Planting Chestnut Trees for Deer

Bob Wallace from Chestnut Hill Outdoors shows how to properly plant and care for chestnut trees.

Perhaps you've considered whether planting chestnut trees is a good idea for your whitetail property? And maybe you're not exactly sure how to plant a chestnut tree to give it the best chance of survival?

In the video above, Bob Wallace of Chestnut Hill Tree Farm visited former Whitetail Journal Editor Mark Olis at his Borrowed Acres property to talk food plot trees.

Specifically, Wallace discussed Dunstan Chestnut trees, which are resistant to the blight that wiped out the American Chestnut trees in the 1800s. Wallace also demonstrated how to properly plant wildlife trees and how to properly care for them.

When our English ancestors arrived and began settling the country, they found the American chestnut to be plentiful throughout the Eastern hardwood forests. Deep into the Southeast and up into the Northeast, these hearty trees provided nuts for humans and animals along with dense, beautiful lumber for homes, furniture and businesses.

In the early 1900s, a bark fungus accidentally introduced from the Orient almost entirely decimated the American chestnut. Within 40 years, more than 30 million acres of chestnut trees were killed from Maine to Georgia and west to the Mississippi River.

This American treasure was feared lost, but according to Chestnut Hill:

In the early 1950s, James Carpentar of Salem, Ohio, discovered a large living American chestnut in a grove of dead and dying trees. A member of the Northern Nut Growers Association, Carpentar was very impressed with the tree as it showed no evidence of blight infection. Over the next several years, he inoculated the tree with active blight spores and mycelia, but failed to induce any infection in the tree.

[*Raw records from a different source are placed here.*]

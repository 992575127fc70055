use std::path::PathBuf;

use clap::Parser;

// ============================================================================
// Hard-Exclude Sets
// ============================================================================

/// Directory basenames that are never descended into or recorded, regardless
/// of whether they duplicate something elsewhere.
pub const HARD_EXCLUDE_DIRS: &[&str] = &[".git", ".svn", ".hg", ".dropbox.cache", "__MACOSX"];

/// File basenames that are never recorded, regardless of content.
pub const HARD_EXCLUDE_FILES: &[&str] = &["Thumbs.db", ".DS_Store", "desktop.ini", ".directory"];

/// dedup - generate a review-then-execute script that removes redundant
/// files and directories
///
/// Builds a content-addressed index of one or more input trees and emits a
/// shell script (to stdout) that, once reviewed, deletes the redundant
/// copies it found.
#[derive(Parser, Debug)]
#[command(name = "dedup")]
#[command(about = "Find duplicate files and directories and emit a removal script")]
pub struct Args {
    /// Paths to scan, each optionally prefixed "N:" with a signed integer
    /// weight (e.g. "10:some/mirror")
    pub paths: Vec<String>,

    /// Name of the on-disk digest cache to use
    #[arg(short = 'd', long = "database")]
    pub database: Option<PathBuf>,

    /// Delete the cache before starting this run (no-op if absent)
    #[arg(short = 'n', long = "nuke-database")]
    pub nuke_database: bool,

    /// Scan the cache for entries whose file no longer exists and drop them,
    /// instead of performing a normal run (requires --database)
    #[arg(short = 'c', long = "clean-database")]
    pub clean_database: bool,

    /// Do not delete empty directories (default: delete them)
    #[arg(short = 'e', long = "keep-empty-dirs")]
    pub keep_empty_dirs: bool,

    /// Do not delete zero-byte files (default: delete them)
    #[arg(short = 'f', long = "keep-empty-files")]
    pub keep_empty_files: bool,

    /// Reverse the dir/file selection choices: prefer deeper, longer paths
    /// as the kept copy instead of shallower, shorter ones
    #[arg(short = 'r', long = "reverse-selection")]
    pub reverse_selection: bool,

    /// Always prefer files from earlier path arguments over later ones
    #[arg(short = 's', long = "stagger-paths")]
    pub stagger_paths: bool,

    /// Increase output verbosity (repeatable: -v, -vv, -vvv)
    #[arg(short = 'v', long = "verbosity", action = clap::ArgAction::Count)]
    pub verbosity: u8,

    /// Run the integration harness in tests/ instead of a normal scan,
    /// optionally restricted to one named test case
    #[arg(short = 't', long = "run-tests", num_args = 0..=1, default_missing_value = "")]
    pub run_tests: Option<String>,
}

pub fn parse_args() -> Args {
    Args::parse()
}

impl Args {
    /// True if the argument basename should be treated as hard-excluded
    /// directory metadata and never descended into or recorded.
    pub fn is_excluded_dir(name: &str) -> bool {
        HARD_EXCLUDE_DIRS.iter().any(|excluded| *excluded == name)
    }

    /// True if the argument basename should be treated as hard-excluded
    /// file metadata and never recorded.
    pub fn is_excluded_file(name: &str) -> bool {
        HARD_EXCLUDE_FILES.iter().any(|excluded| *excluded == name)
    }
}

/// Splits an optional `N:path` weight prefix off of a raw path argument.
///
/// If the segment before the first `:` parses as a signed integer, that
/// integer is the weight and the remainder (which may itself contain `:`)
/// is the path. Otherwise the weight is 0 and the whole string is the path.
/// A path that legitimately starts with `<digits>:` cannot be disambiguated
/// from a weight prefix; this is inherited, documented behavior, not a bug.
pub fn parse_weight_prefix(arg: &str) -> (i64, &str) {
    if let Some(colon) = arg.find(':') {
        let (head, rest) = arg.split_at(colon);
        if let Ok(weight) = head.parse::<i64>() {
            return (weight, &rest[1..]);
        }
    }
    (0, arg)
}

/// Strips exactly one trailing path separator from an argument, so
/// `"some/dir/"` and `"some/dir"` are treated identically.
pub fn strip_trailing_separator(arg: &str) -> &str {
    arg.strip_suffix(std::path::MAIN_SEPARATOR).unwrap_or(arg)
}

Carpentar sent budwood to Dr. Robert T. Dunstan, a fellow member of NNGA and well-known plant breeder in Greensboro, N.C. Dunstan grafted the scions onto chestnut rootstock and the trees grew well. He cross-pollinated the American grafts with a mixture of 3 superior USDA released Chinese chestnut selections: "Kuling," "Meiling," and "Nanking."

In 1962 seedlings began to bear nuts. Continued grafting from the best trees in the second and third generations produced the 500 trees planted in 1984 to create Chestnut Hill in Florida. From there, today's offerings for blight-resistant Dunstan chestnuts are procured and shipped to help restore this American treasure once feared lost forever.